--- Task directions ---
Within the entries below, find the portion that opens with the line containing "let _permit = self" and closes with the line containing "for _ in 0..8". Retype that portion exactly and only.
********************
use duckdb::Connection;
use std::path::PathBuf;
use std::sync::{Arc, Mutex, MutexGuard};
use thiserror::Error;
use tokio::sync::Semaphore;

#[derive(Debug, Error)]
pub enum EngineError {
    #[error("failed to open analytical engine: {0}")]
    Open(#[source] duckdb::Error),
    #[error("engine connection is not open")]
    NotConnected,
    #[error("engine query failed: {0}")]
    Query(#[from] duckdb::Error),
    #[error("engine task did not complete")]
    TaskFailed,
}

/// Session settings applied to every fresh connection. They exist to keep
/// the embedded engine inside the host's memory ceiling; failing to apply
/// one leaves the connection usable.
#[derive(Debug, Clone)]
pub struct EngineSettings {
    /// Database file. `None` opens an in-memory database, which loses all
    /// tables on close; production runs file-backed so populated tables
    /// survive the close/reopen cycle a fresh load performs.
    pub db_path: Option<PathBuf>,
    pub timezone: String,
    pub memory_limit: String,
    pub threads: u64,
    pub tmp_path: PathBuf,
}

impl EngineSettings {
    pub fn from_config(config: &crate::config::DashConfig) -> Self {
        Self {
            db_path: Some(config.data_root.join("storage/jobs.duckdb")),
            timezone: config.engine_timezone.clone(),
            memory_limit: config.engine_memory_limit.clone(),
            threads: config.engine_threads,
            tmp_path: config.engine_tmp_path.clone(),
        }
    }
}

/// Owner of the single embedded-engine connection. All engine work goes
/// through [`EngineSession::run`], which executes on the blocking pool
/// behind a concurrency gate so long queries never stall the async
/// executor.
pub struct EngineSession {
    settings: EngineSettings,
    conn: Mutex<Option<Connection>>,
    gate: Arc<Semaphore>,
}

impl EngineSession {
    pub fn new(settings: EngineSettings, max_concurrent: usize) -> Self {
        Self {
            settings,
            conn: Mutex::new(None),
            gate: Arc::new(Semaphore::new(max_concurrent.max(1))),
        }
    }

    fn lock_conn(&self) -> MutexGuard<'_, Option<Connection>> {
        match self.conn.lock() {
            Ok(guard) => guard,
            Err(poisoned) => poisoned.into_inner(),
        }
    }

    /// Idempotent: concurrent callers all end up observing the same live
    /// connection, and a second call while connected is a no-op.
    pub fn connect(&self) -> Result<(), EngineError> {
        let mut guard = self.lock_conn();
        if guard.is_some() {
            return Ok(());
        }
        let conn = match &self.settings.db_path {
            Some(path) => {
                if let Some(parent) = path.parent() {
                    if let Err(err) = std::fs::create_dir_all(parent) {
                        tracing::warn!(path = %parent.display(), error = %err, "failed to create database directory");
                    }
                }
                Connection::open(path).map_err(EngineError::Open)?
            }
            None => Connection::open_in_memory().map_err(EngineError::Open)?,
        };
        self.apply_session_settings(&conn);
        *guard = Some(conn);
        tracing::info!("analytical engine connection opened");
        Ok(())
    }

    pub fn is_connected(&self) -> bool {
        self.lock_conn().is_some()
    }

    fn apply_session_settings(&self, conn: &Connection) {
        // UTC needs no ICU; anything else does. The install needs network
        // access on a cold extension cache, and timezone handling degrades
        // to UTC arithmetic without it.
        if !self.settings.timezone.eq_ignore_ascii_case("UTC") {
            if let Err(err) = conn.execute_batch("INSTALL icu; LOAD icu;") {
                tracing::warn!(error = %err, "failed to load ICU extension; continuing without it");
            }
        }
        let tmp_dir = self.settings.tmp_path.join("engine");
        if let Err(err) = std::fs::create_dir_all(&tmp_dir) {
            tracing::warn!(path = %tmp_dir.display(), error = %err, "failed to create engine temp directory");
        }
        let statements = [
            format!(
                "SET TimeZone = '{}'",
                escape_single_quotes(&self.settings.timezone)
            ),
            format!(
                "SET temp_directory = '{}'",
                escape_single_quotes(&tmp_dir.display().to_string())
            ),
            format!(
                "SET memory_limit = '{}'",
                escape_single_quotes(&self.settings.memory_limit)
            ),
            format!("SET threads = {}", self.settings.threads.max(1)),
            "PRAGMA enable_progress_bar = false".to_string(),
        ];
        for sql in statements {
            if let Err(err) = conn.execute_batch(&sql) {
                tracing::warn!(setting = %sql, error = %err, "failed to apply engine session setting");
            }
        }
    }

    /// Drops the connection and clears scratch storage. Never propagates:
    /// cleanup must not block teardown, and calling this twice is fine.
    pub fn close(&self) {
        let conn = self.lock_conn().take();
        if conn.is_some() {
            tracing::info!("analytical engine connection closed");
        }
        drop(conn);
        let tmp_dir = self.settings.tmp_path.join("engine");
        if tmp_dir.exists() {
            if let Err(err) = std::fs::remove_dir_all(&tmp_dir) {
                tracing::warn!(path = %tmp_dir.display(), error = %err, "failed to clear engine temp directory");
            }
        }
    }

    /// Runs `f` against the live connection on the blocking pool. The
    /// session mutex is held for the duration, so closures see a
    /// consistent database even when loads and chart requests interleave.
    pub async fn run<T, F>(self: &Arc<Self>, f: F) -> Result<T, EngineError>
    where
        T: Send + 'static,
        F: FnOnce(&Connection) -> duckdb::Result<T> + Send + 'static,
    {
        let _permit = self
            .gate
            .clone()
            .acquire_owned()
            .await
            .map_err(|_| EngineError::TaskFailed)?;
        let session = Arc::clone(self);
        tokio::task::spawn_blocking(move || {
            let guard = session.lock_conn();
            let Some(conn) = guard.as_ref() else {
                return Err(EngineError::NotConnected);
            };
            f(conn).map_err(EngineError::Query)
        })
        .await
        .map_err(|_| EngineError::TaskFailed)?
    }

    /// Async counterpart to [`EngineSession::connect`]. Opening the
    /// database touches the filesystem, so it runs on the blocking pool
    /// too.
    pub async fn ensure_connected(self: &Arc<Self>) -> Result<(), EngineError> {
        let session = Arc::clone(self);
        tokio::task::spawn_blocking(move || session.connect())
            .await
            .map_err(|_| EngineError::TaskFailed)?
    }
}

pub(crate) fn escape_single_quotes(input: &str) -> String {
    input.replace('\'', "''")
}

#[cfg(test)]
mod tests {
    use super::*;
    use anyhow::Result;

    fn test_session(tmp: &std::path::Path) -> Arc<EngineSession> {
        Arc::new(EngineSession::new(
            EngineSettings {
                db_path: None,
                timezone: "UTC".to_string(),
                memory_limit: "512MB".to_string(),
                threads: 1,
                tmp_path: tmp.to_path_buf(),
            },
            2,
        ))
    }

    #[tokio::test]
    async fn concurrent_connects_share_one_connection() -> Result<()> {
        let temp = tempfile::tempdir()?;
        let session = test_session(temp.path());

        let mut handles = Vec::new();
        for _ in 0..8 {
            let session = session.clone();
            handles.push(tokio::spawn(
                async move { session.ensure_connected().await },
            ));
        }
        for handle in handles {
            handle.await??;
        }

        // State written through one caller's view is visible to all.
        session
            .run(|conn| conn.execute_batch("CREATE TABLE probe (v INTEGER)"))
            .await?;
        let count = session
            .run(|conn| {
                conn.prepare("SELECT count(*) FROM information_schema.tables WHERE table_name = 'probe'")?
                    .query_row([], |row| row.get::<_, i64>(0))
            })
            .await?;
        assert_eq!(count, 1);
        Ok(())
    }

    #[tokio::test]
    async fn run_without_connection_reports_not_connected() -> Result<()> {
        let temp = tempfile::tempdir()?;
        let session = test_session(temp.path());
        let err = session
            .run(|conn| conn.execute_batch("SELECT 1"))
            .await
            .unwrap_err();
        assert!(matches!(err, EngineError::NotConnected));
        Ok(())
    }

    #[tokio::test]
    async fn close_is_safe_to_repeat() -> Result<()> {
        let temp = tempfile::tempdir()?;
        let session = test_session(temp.path());
        session.ensure_connected().await?;
        assert!(session.is_connected());
        session.close();
        session.close();
        assert!(!session.is_connected());

        // Reconnect starts a fresh database.
        session.ensure_connected().await?;
        assert!(session.is_connected());
        Ok(())
    }

    #[tokio::test]
    async fn file_backed_tables_survive_reconnect() -> Result<()> {
        let temp = tempfile::tempdir()?;
        let session = Arc::new(EngineSession::new(
            EngineSettings {
                db_path: Some(temp.path().join("storage/jobs.duckdb")),
                timezone: "UTC".to_string(),
                memory_limit: "512MB".to_string(),
                threads: 1,
                tmp_path: temp.path().to_path_buf(),
            },
            1,
        ));
        session.ensure_connected().await?;
        session
            .run(|conn| {
                conn.execute_batch("CREATE TABLE kept (v INTEGER); INSERT INTO kept VALUES (7)")
            })
            .await?;
        session.close();

        session.ensure_connected().await?;
        let value = session
            .run(|conn| {
                conn.prepare("SELECT v FROM kept")?
                    .query_row([], |row| row.get::<_, i64>(0))
            })
            .await?;
        assert_eq!(value, 7);
        Ok(())
    }
}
********************
--- Response area ---
        let _permit = self
            .gate
            .clone()
            .acquire_owned()
            .await
            .map_err(|_| EngineError::TaskFailed)?;
        let session = Arc::clone(self);
        tokio::task::spawn_blocking(move || {
            let guard = session.lock_conn();
            let Some(conn) = guard.as_ref() else {
                return Err(EngineError::NotConnected);
            };
            f(conn).map_err(EngineError::Query)
        })
        .await
        .map_err(|_| EngineError::TaskFailed)?
    }

    /// Async counterpart to [`EngineSession::connect`]. Opening the
    /// database touches the filesystem, so it runs on the blocking pool
    /// too.
    pub async fn ensure_connected(self: &Arc<Self>) -> Result<(), EngineError> {
        let session = Arc::clone(self);
        tokio::task::spawn_blocking(move || session.connect())
            .await
            .map_err(|_| EngineError::TaskFailed)?
    }
}

pub(crate) fn escape_single_quotes(input: &str) -> String {
    input.replace('\'', "''")
}

#[cfg(test)]
mod tests {
    use super::*;
    use anyhow::Result;

    fn test_session(tmp: &std::path::Path) -> Arc<EngineSession> {
        Arc::new(EngineSession::new(
            EngineSettings {
                db_path: None,
                timezone: "UTC".to_string(),
                memory_limit: "512MB".to_string(),
                threads: 1,
                tmp_path: tmp.to_path_buf(),
            },
            2,
        ))
    }

    #[tokio::test]
    async fn concurrent_connects_share_one_connection() -> Result<()> {
        let temp = tempfile::tempdir()?;
        let session = test_session(temp.path());

        let mut handles = Vec::new();
        for _ in 0..8 {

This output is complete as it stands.